On expecting reciprocity & week 27 of 52
inspiration from the classroom & a meditation for channeling anger
The best way to find yourself is to lose yourself in the service of others.
—Mahatma Gandhi
Each semester, I ask my students to read a biography or autobiography of a leader they admire—ideally, a leader from a different background. This assignment culminates in a class-wide book club that starts in small groups and then circles out to the full class. Sometimes, we discuss up to 20 books, exploring parallels, differences, integrity, and biases in the personal stories.
Inevitably, a student (or two) is impassioned by what they read and wants to share the wisdom gained. This class almost always goes over.
Topics like discipline, optimism, or overcoming adversity often arise, but this semester, something new surfaced. It was a topic less distillable, but if I had to assign it a single word, it’d be passion.
The student who wowed me this semester read a book different than those most pick (many choose the auto/biographies of Barack Obama, Dr. Martin Luther King Jr., Steve Jobs, Phil Knight, Malala, etc…). He read McCullough’s account of The Wright Brothers, but it wasn’t the biographical story or choice that contributed to the wow factor, it was his insight.

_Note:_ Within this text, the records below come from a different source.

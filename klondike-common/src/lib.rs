//! Cards, piles and the rules of Klondike (draw three).
pub mod action;
pub mod board;
pub mod card;
pub mod deck;
pub mod rules;
mod utils;

use crate::utils::*;

use anyhow::{Result, bail};
use clap::{Parser, Subcommand};
use klondike_common::action::{Action, describe_action, format_actions};
use klondike_game::{Config, Session, Tick};
use tracing::{debug, info};
use tracing_subscriber::filter::LevelFilter;

use std::{path::PathBuf, time::Instant};

#[derive(Parser)]
#[command(author, version, about)]
struct Cli {
    /// A log level among "off", "error", "warn", "info", "debug", "trace"
    #[arg(short, long, default_value = "info", global = true)]
    log_level: LevelFilter,
    #[command(subcommand)]
    command: Command,
}

#[derive(Subcommand)]
enum Command {
    /// Let the bot play one or more games
    Play {
        /// Number of games to play
        #[arg(short, long, default_value_t = 1, value_name = "NUM")]
        games: usize,
        /// Seed for the shuffles
        #[arg(short, long, value_name = "SEED")]
        seed: Option<u64>,
        /// Give up on a game after this many bot moves
        #[arg(short, long, default_value_t = 2_000, value_name = "NUM")]
        max_ticks: usize,
        /// Print the deal and the moves of every game
        #[arg(short, long)]
        verbose: bool,
    },
    /// Print a freshly dealt board
    Deal {
        /// Seed for the shuffle
        #[arg(short, long, value_name = "SEED")]
        seed: Option<u64>,
    },
    /// Suggest a move for a board and show what the bot would play
    Hint {
        /// Path to a board file, read from stdin if omitted
        file: Option<PathBuf>,
    },
}

#[derive(Debug, Clone, Copy, PartialEq, Eq)]
enum Outcome {
    Won,
    Stuck,
    Abandoned,
    OutOfTicks,
}

fn main() -> Result<()> {
    let Cli { log_level, command } = Cli::parse();
    initialize_logging(log_level);

    match command {
        Command::Play {
            games,
            seed,
            max_ticks,
            verbose,
        } => play(games, seed, max_ticks, verbose),
        Command::Deal { seed } => {
            let mut session = Session::new(&Config {
                seed,
                ..Default::default()
            });
            session.deal_all();
            println!("{}", session.board().pretty_print());
            Ok(())
        }
        Command::Hint { file } => {
            let board = read_board(file.as_deref())?;
            if !board.has_ordered_runs() {
                bail!("The board has face-up runs that are not in sequence.");
            }
            println!("Hint: {}", klondike_bot::hint(&board));
            match klondike_bot::next_action(&board) {
                Some(action) => println!("Bot:  {}", describe_action(&board, &action)),
                None => println!("Bot:  stuck"),
            }
            Ok(())
        }
    }
}

fn play(games: usize, seed: Option<u64>, max_ticks: usize, verbose: bool) -> Result<()> {
    if games == 0 {
        bail!("Nothing to play with `--games 0`.");
    }
    let started = Instant::now();
    let mut session = Session::new(&Config {
        seed,
        ..Default::default()
    });
    let mut outcomes = Vec::with_capacity(games);

    for game in 1..=games {
        if game > 1 {
            session.new_game();
        }
        session.deal_all();
        if verbose {
            println!("Game {game}\n{}\n", session.board().pretty_print());
        }
        let (outcome, actions) = play_one(&mut session, max_ticks);
        info!(game, ?outcome, moves = session.moves(), score = session.score(), "Game over");
        if verbose {
            println!("{}", format_actions(&actions));
        }
        outcomes.push(outcome);
    }

    let count = |wanted: Outcome| outcomes.iter().filter(|&&o| o == wanted).count();
    let won = count(Outcome::Won);
    let mut summary = format!(
        "✓ Played {}: {won} won, {} stuck",
        plural(games, "game"),
        count(Outcome::Stuck)
    );
    let abandoned = count(Outcome::Abandoned);
    if abandoned > 0 {
        summary.push_str(&format!(", {} after idle stock cycles", plural(abandoned, "restart")));
    }
    let out_of_ticks = count(Outcome::OutOfTicks);
    if out_of_ticks > 0 {
        summary.push_str(&format!(", {out_of_ticks} out of moves"));
    }
    println!(
        "{summary}. Win rate: {:.1}%, Time: {}",
        won as f64 * 100.0 / games as f64,
        format_elapsed(started.elapsed())
    );
    Ok(())
}

fn play_one(session: &mut Session, max_ticks: usize) -> (Outcome, Vec<Action>) {
    session.start_bot();
    let mut actions = vec![];
    for _ in 0..max_ticks {
        match session.tick() {
            Tick::Played(action) => actions.push(action),
            Tick::Restarted => return (Outcome::Abandoned, actions),
            Tick::Stuck => return (Outcome::Stuck, actions),
            Tick::Idle => {
                debug!("Bot went idle");
                break;
            }
        }
        if session.is_won() {
            return (Outcome::Won, actions);
        }
    }
    session.stop_bot();
    (Outcome::OutOfTicks, actions)
}
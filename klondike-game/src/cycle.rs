/// Idle stock cycles the bot may go through before the deal is abandoned.
pub const MAX_IDLE_CYCLES: u32 = 3;

#[derive(Debug, Clone, Copy, PartialEq, Eq)]
pub enum CycleVerdict {
    Continue,
    Restart,
}

/// Counts stock resets that happened without a foundation or tableau move in between.
///
/// Only fed while the bot plays; a human can cycle the stock forever.
#[derive(Debug, Clone, Default)]
pub struct StockCycleTracker {
    cycles: u32,
    used_this_cycle: bool,
}

impl StockCycleTracker {
    pub fn cycles(&self) -> u32 {
        self.cycles
    }

    pub fn used_this_cycle(&self) -> bool {
        self.used_this_cycle
    }

    pub fn record_productive_move(&mut self) {
        self.used_this_cycle = true;
    }

    /// Called when the stock is about to be rebuilt from the waste.
    pub fn on_stock_reset(&mut self) -> CycleVerdict {
        if self.used_this_cycle {
            self.cycles = 0;
        } else {
            self.cycles += 1;
        }

        if self.cycles >= MAX_IDLE_CYCLES {
            self.reset();
            return CycleVerdict::Restart;
        }

        self.used_this_cycle = false;
        CycleVerdict::Continue
    }

    pub fn reset(&mut self) {
        self.cycles = 0;
        self.used_this_cycle = false;
    }
}

#[cfg(test)]
mod tests {
    use super::*;

    #[test]
    fn test_three_idle_cycles_restart() {
        let mut tracker = StockCycleTracker::default();
        assert_eq!(tracker.on_stock_reset(), CycleVerdict::Continue);
        assert_eq!(tracker.on_stock_reset(), CycleVerdict::Continue);
        assert_eq!(tracker.cycles(), 2);
        assert_eq!(tracker.on_stock_reset(), CycleVerdict::Restart);
        assert_eq!(tracker.cycles(), 0);
        assert!(!tracker.used_this_cycle());
    }

    #[test]
    fn test_productive_cycle_clears_counter() {
        let mut tracker = StockCycleTracker::default();
        tracker.on_stock_reset();
        tracker.on_stock_reset();
        tracker.record_productive_move();
        assert_eq!(tracker.on_stock_reset(), CycleVerdict::Continue);
        assert_eq!(tracker.cycles(), 0);
        assert!(!tracker.used_this_cycle());

        assert_eq!(tracker.on_stock_reset(), CycleVerdict::Continue);
        assert_eq!(tracker.cycles(), 1);
    }
}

This student was baffled that the brothers continued their quest to birth flight even after seeing so many others fail or come close and be ignored. He saw in their story a fortitude that came despite the odds and without guarantees. It didn’t matter that they were now studied, nor did it matter that they had succeeded or gotten credit. What mattered was how much they believed in their mission.
Those seeking to cure cancer or find solutions to age-old societal problems do so knowing that many have come before and they may receive little to no attribution. Many peaceful or activist leaders were despised while alive and had no reason to believe they’d be studied today. Still, they dedicated their lives to their cause.
Workers on the front line in hospitals and many educators do this, not knowing who will survive or listen. Writers and artists do this not knowing whether they’ll finish a project, let alone find an audience. We know this, but how often do we contemplate the sacrifice that true passion demands?
Marcus Aurelius referred to the success or thank-yous of it all as “the third thing,” which amounts to extrinsic motivation. The first things are the aim and action itself. The doing. The third thing is the desire for prizes or praise. We want these sometimes, yes, but if we release the need for them, we find meaning that sustains us as much, if not more. Again, this is not new, but it is easily forgotten.
To see a student come to this realization was a beautiful experience. And I think this is an important message to revisit right now.
Writing prompt: Write a story in which one person gets everything they want and another doesn’t, but their passions are matched.
AYTL: Examine where you want praise, likes, hearts, more of something. Examine it honestly and let it go.
A few additional offerings this week:
*I’m hosting a write-in on the solstice this December. If you’d like to join, register here. No fee. It’s on Zoom. The theme is light and dark.
**Here is a meditation on channeling anger.
“The cost of a thing is the amount of what I will call life which is required to be exchanged for it, immediately or in the long run.”
― Henry David Thoreau, Walden
The sacrifice true passion demands is indeed worth considering.